Jones is not their real family name, but you already figured that. They could be anybody, but most recently, they were a lovely couple in our circle of acquaintances. They are the very picture of a middle-class success story: beautiful home in a good neighbourhood (gutted and renovated from top to bottom), new SUV, designer pets, big engagement rock, top-of-the-line home theater system, his-and-hers iPhones – name any “must-have” consumer good, and chances are they have it. I don’t know much about their financial situation, but I do know that together they make, at most, about as much as I do, and quite possibly less. Their financial wizardry in making their income appear to stretch about three times further than mine is what makes me turn to my husband in frustration and ask: “How do they do it?” And that’s not the green-eyed monster talking. I am entirely indifferent when it comes to the majority of our society’s most covetable “toys” – whether they are cars or iGadgets. I’ll covet your European vacation before I covet your granite countertops. I also don’t believe in comparing apples to oranges; I don’t get enraged over the spending habits of millionaires because, well, I personally don’t have millions to spend.

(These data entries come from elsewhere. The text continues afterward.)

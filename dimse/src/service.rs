//! Dispatch of incoming DIMSE requests to service handlers.
//!
//! A [`ServiceRegistry`] is built once,
//! filled with [`DimseRqHandler`]s,
//! and shared by every association which should serve requests.
//! Each request which an association receives
//! is passed to the handler registered for its service and SOP class.
//! When there is none,
//! the registry answers with a failure status on its own.
use std::collections::HashMap;
use std::fmt;
use std::sync::Arc;

use dicom_core::VR;
use dicom_dictionary_std::{tags, uids};
use tracing::{debug, warn};

use crate::association::Association;
use crate::dimse::{status, Command, Dimse, IncomingData};

/// SOP class key matching any SOP class.
pub const ANY_SOP_CLASS: &str = "*";

/// A failure to perform a DIMSE request,
/// answered to the requestor with a failure status.
#[derive(Debug, Clone, PartialEq, Eq)]
pub struct ServiceError {
    status: u16,
    error_comment: Option<String>,
}

impl ServiceError {
    pub fn new(status: u16) -> Self {
        ServiceError {
            status,
            error_comment: None,
        }
    }

    /// A processing failure (0110H) with the given explanation.
    pub fn processing_failure(comment: impl Into<String>) -> Self {
        ServiceError::new(status::PROCESSING_FAILURE).with_comment(comment)
    }

    /// Attach a free text explanation,
    /// sent in the _Error Comment_ field (at most 64 characters).
    pub fn with_comment(mut self, comment: impl Into<String>) -> Self {
        let mut comment = comment.into();
        if let Some((i, _)) = comment.char_indices().nth(64) {
            comment.truncate(i);
        }
        self.error_comment = Some(comment);
        self
    }

    pub fn status(&self) -> u16 {
        self.status
    }

    pub fn error_comment(&self) -> Option<&str> {
        self.error_comment.as_deref()
    }
}

impl fmt::Display for ServiceError {
    fn fmt(&self, f: &mut fmt::Formatter<'_>) -> fmt::Result {
        write!(f, "DIMSE service failure (status {:#06x})", self.status)?;
        if let Some(comment) = &self.error_comment {
            write!(f, ": {}", comment)?;
        }
        Ok(())
    }
}

impl std::error::Error for ServiceError {}

impl From<crate::association::Error> for ServiceError {
    fn from(e: crate::association::Error) -> Self {
        ServiceError::processing_failure(e.to_string())
    }
}

impl From<crate::dimse::Error> for ServiceError {
    fn from(e: crate::dimse::Error) -> Self {
        ServiceError::processing_failure(e.to_string())
    }
}

/// A provider of one or more DIMSE services.
///
/// Handlers are called from the reader thread of the association,
/// so no further messages from the peer are processed until `handle` returns.
/// Handlers which need to wait for responses over the same association
/// (such as a C-GET provider issuing C-STORE sub-operations)
/// must do that work on another thread.
pub trait DimseRqHandler: Send + Sync {
    /// The SOP class UIDs served, or [`ANY_SOP_CLASS`].
    fn sop_classes(&self) -> Vec<String>;

    /// The services served.
    fn verbs(&self) -> Vec<Dimse>;

    /// Perform a request.
    ///
    /// The handler writes the responses through
    /// [`Association::write_response`],
    /// the last of them being final (not pending).
    /// Returning an error instead of the final response
    /// makes the registry send a failure response with its status.
    fn handle(
        &self,
        association: &Association,
        presentation_context_id: u8,
        command: &Command,
        data: Option<IncomingData>,
    ) -> Result<(), ServiceError>;
}

/// The Verification service provider,
/// answering C-ECHO requests with success.
#[derive(Debug, Default, Copy, Clone, PartialEq, Eq)]
pub struct VerificationScp;

impl DimseRqHandler for VerificationScp {
    fn sop_classes(&self) -> Vec<String> {
        vec![uids::VERIFICATION.to_string()]
    }

    fn verbs(&self) -> Vec<Dimse> {
        vec![Dimse::CEcho]
    }

    fn handle(
        &self,
        association: &Association,
        presentation_context_id: u8,
        command: &Command,
        _data: Option<IncomingData>,
    ) -> Result<(), ServiceError> {
        let rsp = Command::response_to(command, status::SUCCESS, false)?;
        association.write_response(presentation_context_id, &rsp, None)?;
        Ok(())
    }
}

/// A set of service handlers indexed by service and SOP class.
#[derive(Default)]
pub struct ServiceRegistry {
    handlers: HashMap<(Dimse, String), Arc<dyn DimseRqHandler>>,
}

impl fmt::Debug for ServiceRegistry {
    fn fmt(&self, f: &mut fmt::Formatter<'_>) -> fmt::Result {
        let mut keys: Vec<_> = self.handlers.keys().collect();
        keys.sort();
        f.debug_struct("ServiceRegistry")
            .field("handlers", &keys)
            .finish()
    }
}

impl ServiceRegistry {
    pub fn new() -> Self {
        Self::default()
    }

    /// Register a handler under every service and SOP class it declares,
    /// replacing any handler previously registered for the same pair.
    pub fn register<H>(&mut self, handler: H) -> &mut Self
    where
        H: DimseRqHandler + 'static,
    {
        let handler: Arc<dyn DimseRqHandler> = Arc::new(handler);
        for dimse in handler.verbs() {
            if dimse == Dimse::CCancel {
                // cancellation goes through the association's cancel handlers
                continue;
            }
            for sop_class in handler.sop_classes() {
                let sop_class = sop_class
                    .trim_end_matches(|c: char| c == '\0' || c.is_whitespace())
                    .to_string();
                self.handlers
                    .insert((dimse, sop_class), Arc::clone(&handler));
            }
        }
        self
    }

    pub fn is_empty(&self) -> bool {
        self.handlers.is_empty()
    }

    /// The handler for the given service and SOP class,
    /// falling back to a handler for any SOP class.
    pub fn handler_for(&self, dimse: Dimse, sop_class_uid: &str) -> Option<Arc<dyn DimseRqHandler>> {
        self.handlers
            .get(&(dimse, sop_class_uid.to_string()))
            .or_else(|| self.handlers.get(&(dimse, ANY_SOP_CLASS.to_string())))
            .cloned()
    }

    fn serves(&self, dimse: Dimse) -> bool {
        self.handlers.keys().any(|(d, _)| *d == dimse)
    }

    /// Perform a request received over the given association.
    ///
    /// Failures are answered to the peer with a failure response
    /// rather than reported to the caller.
    pub fn dispatch(
        &self,
        association: &Association,
        presentation_context_id: u8,
        command: Command,
        data: Option<IncomingData>,
    ) {
        let outcome = match command.dimse() {
            Some((dimse, false)) => {
                let sop_class_uid = command.sop_class_uid().unwrap_or_default();
                match self.handler_for(dimse, &sop_class_uid) {
                    Some(handler) => {
                        debug!("{} request for {}", dimse, sop_class_uid);
                        handler.handle(association, presentation_context_id, &command, data)
                    }
                    None if !self.serves(dimse) => {
                        debug!("No provider of {}", dimse);
                        Err(ServiceError::new(status::UNRECOGNIZED_OPERATION))
                    }
                    None => {
                        debug!("No {} provider for SOP class {}", dimse, sop_class_uid);
                        let status = if dimse.is_composite() {
                            status::SOP_CLASS_NOT_SUPPORTED
                        } else {
                            status::NO_SUCH_SOP_CLASS
                        };
                        Err(ServiceError::new(status))
                    }
                }
            }
            _ => {
                debug!("Unrecognized command field {:?}", command.command_field().ok());
                Err(ServiceError::new(status::UNRECOGNIZED_OPERATION))
            }
        };

        if let Err(e) = outcome {
            if let Err(e) = self.write_failure(association, presentation_context_id, &command, &e) {
                warn!("Could not send failure response: {}", e);
            }
        }
    }

    /// Answer a request which may not be performed over the association.
    pub(crate) fn refuse(
        &self,
        association: &Association,
        presentation_context_id: u8,
        command: &Command,
        error: ServiceError,
    ) {
        if let Err(e) = self.write_failure(association, presentation_context_id, command, &error) {
            warn!("Could not send failure response: {}", e);
        }
    }

    fn write_failure(
        &self,
        association: &Association,
        presentation_context_id: u8,
        command: &Command,
        error: &ServiceError,
    ) -> Result<(), ServiceError> {
        debug!("Answering with {}", error);
        let mut rsp = match Command::response_to(command, error.status(), false) {
            Ok(rsp) => rsp,
            Err(e) => {
                // the request cannot be answered, but it is over
                association.operation_done();
                return Err(e.into());
            }
        };
        if let Some(comment) = error.error_comment() {
            rsp = rsp.with_text(tags::ERROR_COMMENT, VR::LO, comment);
        }
        association.write_response(presentation_context_id, &rsp, None)?;
        Ok(())
    }
}
use actix_web::{web, HttpResponse};
use serde::Serialize;
use tracing::error;

use crate::db::ConnectionId;
use crate::error::AppError;
use crate::AppState;

#[derive(Debug, Serialize)]
pub struct ChannelConnections {
    pub channel: String,
    pub connections: Vec<ConnectionId>,
}

pub async fn channel_connections(
    path: web::Path<String>,
    state: web::Data<AppState>,
) -> Result<HttpResponse, AppError> {
    let channel = path.into_inner();
    match state.registry.list_by_channel(&channel).await {
        Ok(connections) => Ok(HttpResponse::Ok().json(ChannelConnections { channel, connections })),
        Err(e) => {
            error!("Failed to list connections for channel {}: {}", channel, e);
            Err(e)
        }
    }
}
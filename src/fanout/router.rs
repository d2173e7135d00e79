use std::collections::HashSet;
use std::sync::Arc;

use crate::db::ConnectionId;
use crate::error::AppError;
use crate::registry::ConnectionRegistry;

/// Maps a channel to the connections a broadcast should reach.
#[derive(Clone)]
pub struct ChannelRouter {
    registry: Arc<ConnectionRegistry>,
}

impl ChannelRouter {
    pub fn new(registry: Arc<ConnectionRegistry>) -> Self {
        Self { registry }
    }

    pub async fn resolve(&self, channel: &str) -> Result<Vec<ConnectionId>, AppError> {
        let mut targets = self.registry.list_by_channel(channel).await?;
        // Listing is keyed on the primary id, but a set is what callers get.
        let mut seen = HashSet::with_capacity(targets.len());
        targets.retain(|id| seen.insert(id.clone()));
        Ok(targets)
    }
}

#[cfg(test)]
mod tests {
    use super::*;
    use crate::db::MemoryConnectionStore;

    #[tokio::test]
    async fn test_resolve_scopes_to_channel() {
        let registry = Arc::new(ConnectionRegistry::new(Arc::new(MemoryConnectionStore::new())));
        registry.register("c1", "general").await.unwrap();
        registry.register("c2", "general").await.unwrap();
        registry.register("c3", "random").await.unwrap();

        let router = ChannelRouter::new(registry.clone());
        let mut general = router.resolve("general").await.unwrap();
        general.sort();
        assert_eq!(general, vec!["c1".to_string(), "c2".to_string()]);
        assert_eq!(router.resolve("random").await.unwrap(), vec!["c3".to_string()]);
        assert!(router.resolve("nobody").await.unwrap().is_empty());
    }
}
//! Connection registry.
//!
//! All mutation goes through the store's conditional writes, so two calls
//! on the same connection id are serialized by the store and calls on
//! different ids never wait on each other.

pub mod handlers;

use std::sync::Arc;
use tracing::{debug, error, info};

use crate::db::{ConnectionId, ConnectionRecord, ConnectionStore};
use crate::error::AppError;

pub struct ConnectionRegistry {
    store: Arc<dyn ConnectionStore>,
}

impl ConnectionRegistry {
    pub fn new(store: Arc<dyn ConnectionStore>) -> Self {
        Self { store }
    }

    /// Fails with `DuplicateConnection` if `connection_id` already has a live
    /// record. Existing records are never overwritten.
    pub async fn register(
        &self,
        connection_id: &str,
        channel: &str,
    ) -> Result<ConnectionRecord, AppError> {
        if connection_id.is_empty() {
            return Err(AppError::ValidationError("connection id must not be empty".into()));
        }
        if channel.is_empty() {
            return Err(AppError::ValidationError("channel must not be empty".into()));
        }

        let record = ConnectionRecord::new(connection_id, channel);
        if !self.store.insert_if_absent(&record).await? {
            error!("Connection {} is already registered", connection_id);
            return Err(AppError::DuplicateConnection(connection_id.to_string()));
        }

        info!("Registered connection {} on channel {}", connection_id, channel);
        Ok(record)
    }

    /// Idempotent. Returns whether a record was actually removed.
    pub async fn unregister(&self, connection_id: &str) -> Result<bool, AppError> {
        let removed = self.store.delete(connection_id).await?;
        if removed {
            info!("Unregistered connection {}", connection_id);
        } else {
            debug!("Connection {} was not registered", connection_id);
        }
        Ok(removed)
    }

    /// Snapshot of the channel at call time. Entries may go stale before use.
    pub async fn list_by_channel(&self, channel: &str) -> Result<Vec<ConnectionId>, AppError> {
        let records = self.store.find_by_channel(channel).await?;
        Ok(records.into_iter().map(|r| r.connection_id).collect())
    }

    pub async fn lookup(&self, connection_id: &str) -> Result<Option<ConnectionRecord>, AppError> {
        Ok(self.store.get(connection_id).await?)
    }

    pub async fn close(&self) {
        self.store.close().await;
    }
}
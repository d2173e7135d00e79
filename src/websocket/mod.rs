//! WebSocket front-end
//!
//! Terminates client sockets, feeds connect/disconnect/message events into
//! the relay, and implements the transport the broadcaster pushes through.

mod connection;
mod pool;
mod protocol;
mod server;

pub use connection::Session;
pub use pool::SessionPool;
pub use protocol::{ClientMessage, ServerMessage};
pub use server::{WebSocketServer, WebSocketSettings};
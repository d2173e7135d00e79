//! Fanout: resolve a channel's members and deliver one message to each.

mod broadcaster;
mod message;
mod router;

pub use broadcaster::{BroadcastConfig, Broadcaster};
pub use message::{BroadcastSummary, DeliveryOutcome, DeliveryResult, Message};
pub use router::ChannelRouter;
//! Durable connection storage.
//!
//! [`ConnectionStore`] is the contract: conditional put, conditional
//! delete, query by channel. Postgres backs it in production, a sharded
//! in-memory map in tests and single-node runs.

pub mod memory;
pub mod models;
pub mod operations;
pub mod store;

pub use memory::MemoryConnectionStore;
pub use models::{ConnectionId, ConnectionRecord};
pub use operations::{DbPoolStatus, PgConnectionStore};
pub use store::ConnectionStore;
impl BuildError {
    /// The primary source reference this error points at, when it has one.
    pub fn reference(&self) -> Option<Reference> {
        use BuildError::*;
        match self {
            NoMatchingIdentifier { reference, .. }
            | ListTypeMismatch { reference, .. }
            | ReplaceTypeMismatch { reference }
            | ReplaceChunksLength { reference }
            | VariableTypeMismatch { reference, .. }
            | AdjacentWildcards { reference, .. }
            | RecursiveVariable { reference, .. }
            | RecursiveTask { reference, .. }
            | NonZeroProcess { reference, .. }
            | ProcessInternal { reference, .. }
            | AmbiguousTask { reference }
            | DependencyFailed { reference, .. }
            | InvalidSymbol { reference, .. }
            | InvalidLiteral { reference }
            | InvalidEscapeCode { reference, .. }
            | InvalidGrammar { reference }
            | NoValue { reference, .. }
            | NoLinestop { reference }
            | NoIterator { reference }
            | NoTaskOpen { reference }
            | NoTaskClose { reference }
            | InvalidListEnd { reference }
            | NoReplacementIdentifier { reference }
            | NoReplacementOriginal { reference }
            | NoReplacementArrow { reference }
            | NoReplacementReplacement { reference }
            | InvalidEscapedExpression { reference }
            | NoExpressionClose { reference }
            | EmptyExpression { reference } => Some(*reference),
            DuplicateIdentifier { second, .. } | DuplicateTask { second, .. } => Some(*second),
            TaskNotFound { .. } | NoTasks | InvalidInputFile { .. } => None,
        }
    }

    /// Render the full human-readable report against the source.
    pub fn render(&self, config: &str) -> String {
        use BuildError::*;
        match self {
            NoMatchingIdentifier { name, reference } => format!(
                "{}\n{}",
                error_prefix(&format!(
                    "variable '{}' referred to on line {} does not exist.",
                    name,
                    line_of(config, *reference)
                )),
                excerpt(config, *reference, "variable referred to here")
            ),
            ListTypeMismatch {
                list_type,
                item_type,
                reference,
            } => format!(
                "{}\n{}",
                error_prefix(&format!(
                    "an item of type '{}' cannot be stored in a list of type '{}'.",
                    item_type, list_type
                )),
                excerpt(config, *reference, "faulty type here")
            ),
            ReplaceTypeMismatch { reference } => format!(
                "{}\n{}",
                error_prefix("the replacement operator can only operate with strings."),
                excerpt(config, *reference, "faulty type here")
            ),
            ReplaceChunksLength { reference } => format!(
                "{}\n{}",
                error_prefix(&format!(
                    "invalid combination of wildcards in replacement operator on line {}.",
                    line_of(config, *reference)
                )),
                excerpt(config, *reference, "too many wildcards here")
            ),
            VariableTypeMismatch {
                expected,
                found,
                reference,
            } => format!(
                "{}\n{}",
                error_prefix(&format!(
                    "expected variable defined on line {} to be of type '{}', but was '{}'.",
                    line_of(config, *reference),
                    expected,
                    found
                )),
                excerpt(config, *reference, "variable defined here")
            ),
            AdjacentWildcards { content, reference } => format!(
                "{}\n{}",
                error_prefix(&format!(
                    "string '{}' declared on line {} contains two or more adjacent wildcards.",
                    content,
                    line_of(config, *reference)
                )),
                excerpt(config, *reference, "string initialized here")
            ),
            RecursiveVariable { name, reference } => format!(
                "{}\n{}",
                error_prefix(&format!(
                    "variable '{}' referred to on line {} contains a recursive reference \
                     and cannot be initialized.",
                    name,
                    line_of(config, *reference)
                )),
                excerpt(config, *reference, "recursive reference here")
            ),
            RecursiveTask { name, reference } => format!(
                "{}\n{}",
                error_prefix(&format!(
                    "task '{}' declared on line {} contains a recursive dependency \
                     and cannot be built.",
                    name,
                    line_of(config, *reference)
                )),
                excerpt(config, *reference, "task declared here")
            ),
            NonZeroProcess { cmdline, reference } => format!(
                "{}\n{}",
                error_prefix(&format!("the command '{}' failed.", cmdline)),
                excerpt(config, *reference, "command defined here")
            ),
            ProcessInternal { cmdline, reference } => format!(
                "{}\n{}",
                error_prefix(&format!(
                    "the command '{}' could not be dispatched.",
                    cmdline
                )),
                excerpt(config, *reference, "command defined here")
            ),
            TaskNotFound { name } => {
                error_prefix(&format!("task '{}' does not exist.", name))
            }
            NoTasks => error_prefix("no tasks are defined."),
            AmbiguousTask { reference } => format!(
                "{}\n{}",
                error_prefix(&format!(
                    "topmost task defined on line {} is ambiguous. specify a specific \
                     task to build or move the definition.",
                    line_of(config, *reference)
                )),
                excerpt(config, *reference, "task defined here")
            ),
            DependencyFailed { name, reference } => format!(
                "{}\n{}",
                error_prefix(&format!(
                    "dependency '{}' referred to on line {} not met; file does not exist \
                     and no task was found.",
                    name,
                    line_of(config, *reference)
                )),
                excerpt(config, *reference, "dependency referred to here")
            ),
            InvalidInputFile { path } => {
                error_prefix(&format!("config file '{}' is unreachable.", path))
            }
            DuplicateIdentifier {
                name,
                first,
                second,
            } => format!(
                "{}\n{}",
                error_prefix(&format!(
                    "identifier '{}' originally defined on line {} contains a duplicate \
                     definition on line {}.",
                    name,
                    line_of(config, *first),
                    line_of(config, *second)
                )),
                excerpt(config, *second, "duplicate initialization here")
            ),
            DuplicateTask { key, first, second } => format!(
                "{}\n{}",
                error_prefix(&format!(
                    "task originally defined on line {} contains a duplicate definition \
                     on line {} for criteria '{}'.",
                    line_of(config, *first),
                    line_of(config, *second),
                    key
                )),
                excerpt(config, *second, "duplicate initialization here")
            ),
            InvalidSymbol { symbol, reference } => format!(
                "{}\n{}",
                error_prefix(&format!(
                    "invalid symbol '{}' encountered on line {}.",
                    symbol,
                    line_of(config, *reference)
                )),
                excerpt(config, *reference, "symbol encountered here")
            ),
            InvalidLiteral { reference } => format!(
                "{}\n{}",
                error_prefix(&format!(
                    "invalid literal encountered on line {}.",
                    line_of(config, *reference)
                )),
                excerpt(config, *reference, "invalid symbol here")
            ),
            InvalidEscapeCode { code, reference } => format!(
                "{}\n{}",
                error_prefix(&format!(
                    "escape code '\\{}' on line {} is invalid.",
                    code,
                    line_of(config, *reference)
                )),
                excerpt(config, *reference, "escape code here")
            ),
            InvalidGrammar { reference } => format!(
                "{}\n{}",
                error_prefix(&format!(
                    "invalid language syntax encountered on line {}.",
                    line_of(config, *reference)
                )),
                excerpt(config, *reference, "syntax encountered here")
            ),
            NoValue { name, reference } => format!(
                "{}\n{}",
                error_prefix(&format!(
                    "invalid value for variable '{}' declared on line {}.",
                    name,
                    line_of(config, *reference)
                )),
                excerpt(config, *reference, "variable declared here")
            ),
            NoLinestop { reference } => format!(
                "{}\n{}",
                error_prefix(&format!(
                    "missing semicolon or invalid expression on line {}.",
                    line_of(config, *reference)
                )),
                excerpt(config, *reference, "semicolon expected after this expression")
            ),
            NoIterator { reference } => format!(
                "{}\n{}",
                error_prefix(&format!(
                    "task defined on line {} doesn't have a valid explicit iterator.",
                    line_of(config, *reference)
                )),
                excerpt(
                    config,
                    *reference,
                    "explicit iterator required because of this"
                )
            ),
            NoTaskOpen { reference } => format!(
                "{}\n{}",
                error_prefix(&format!(
                    "task defined on line {} doesn't have an opening curly bracket.",
                    line_of(config, *reference)
                )),
                excerpt(config, *reference, "task defined here")
            ),
            NoTaskClose { reference } => format!(
                "{}\n{}",
                error_prefix(&format!(
                    "task defined on line {} doesn't have a closing curly bracket.",
                    line_of(config, *reference)
                )),
                excerpt(config, *reference, "task defined here")
            ),
            InvalidListEnd { reference } => format!(
                "{}\n{}",
                error_prefix(&format!(
                    "list defined on line {} contains an invalid ending.",
                    line_of(config, *reference)
                )),
                excerpt(config, *reference, "item expected after this separator")
            ),
            NoReplacementIdentifier { reference } => format!(
                "{}\n{}",
                error_prefix(&format!(
                    "replacement operator on line {} does not contain a valid input \
                     expression.",
                    line_of(config, *reference)
                )),
                excerpt(config, *reference, "expression expected before this colon")
            ),
            NoReplacementOriginal { reference } => format!(
                "{}\n{}",
                error_prefix(&format!(
                    "replacement operator on line {} does not contain a valid matching \
                     expression.",
                    line_of(config, *reference)
                )),
                excerpt(config, *reference, "expression expected after this colon")
            ),
            NoReplacementArrow { reference } => format!(
                "{}\n{}",
                error_prefix(&format!(
                    "expected an arrow in the replacement operator on line {}.",
                    line_of(config, *reference)
                )),
                excerpt(config, *reference, "arrow expected after this expression")
            ),
            NoReplacementReplacement { reference } => format!(
                "{}\n{}",
                error_prefix(&format!(
                    "replacement operator on line {} does not contain a valid output \
                     expression.",
                    line_of(config, *reference)
                )),
                excerpt(config, *reference, "expression expected after this arrow")
            ),
            InvalidEscapedExpression { reference } => format!(
                "{}\n{}",
                error_prefix(&format!(
                    "string defined on line {} contains an invalid expression.",
                    line_of(config, *reference)
                )),
                excerpt(config, *reference, "invalid expression here")
            ),
            NoExpressionClose { reference } => format!(
                "{}\n{}",
                error_prefix(&format!(
                    "expected a closing bracket after expression on line {}.",
                    line_of(config, *reference)
                )),
                excerpt(config, *reference, "expected closing bracket after this")
            ),
            EmptyExpression { reference } => format!(
                "{}\n{}",
                error_prefix(&format!(
                    "expected an expression after an opening bracket on line {}.",
                    line_of(config, *reference)
                )),
                excerpt(config, *reference, "expected expression after this bracket")
            ),
        }
    }
}
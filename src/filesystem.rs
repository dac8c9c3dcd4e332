//! Filesystem adapter: modification-time lookup.

use std::fs;
use std::time::UNIX_EPOCH;

/// The file's mtime in whole seconds since the epoch, or `None` when the
/// path does not exist or cannot be inspected.
pub fn get_file_timestamp(path: &str) -> Option<u64> {
    let modified = fs::metadata(path).ok()?.modified().ok()?;
    let elapsed = modified.duration_since(UNIX_EPOCH).ok()?;
    Some(elapsed.as_secs())
}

What it comes down to is this: the Joneses (who are seemingly legion in number these days) violate the most fundamental tenets of the philosophy handed down to me from my forbearers – all actions have consequences, and hard work is the key to success. In the Joneses’ universe, consequences have been put on indefinite deferral, and the trappings of success come at the cost of minimal effort. This is fantastic for the Joneses, but you can see why it makes me feel like a total sucker. The longer the era of unlimited credit goes on, the more I start to question whether personal responsibility is a remotely useful trait or, like a vestigial limb, a redundant relic of another age. The unfairness of it is galling; all my life I’ve played by the rules I was told governed the complex operations of society, not least of all the distribution of wealth, only to have those rules scrapped mid-point in the game. What, then, is my – or anyone’s – incentive to be responsible? The hypothetical reward of a comfortable retirement twenty or thirty years down the line? Who knows what the economic and social landscape will look like then, and whether any of us will be a part of it – there are so many intangibles to be factored in. (And what if aliens land on earth in the meantime? How’s that for throwing one’s retirement planning for a loop?)
And the question of incentive is important. I don’t wish ill of the Joneses. Should they suffer a reversal of fortune, I won’t be rejoicing; I will even abstain from an “I told you so”. But the point is that things have to change – and not only because, at some point, even the government won’t be able to create enough money out of thin air to satiate the demand for frangible *crap* [Editor Joe's note: I just learned the word "frangible"]. Things have to change because a society premised on a complete disconnection between actions and consequences is doomed to fail in spectacular ways. Irresponsibility, like cancer, is difficult to isolate to only one area; it may start with a financial decision, but it likely won’t end there.
So, in my humble opinion, things have to change. But will they? Let’s not pretend the Joneses have any incentive to get the ball rolling. Does the government? Are the rest of us willing to put on our “bad guy” hats, and pull the plug on our neighbours’ decade-long credit extravaganza? Are we in a designer hand-basket headed straight for debtor hell?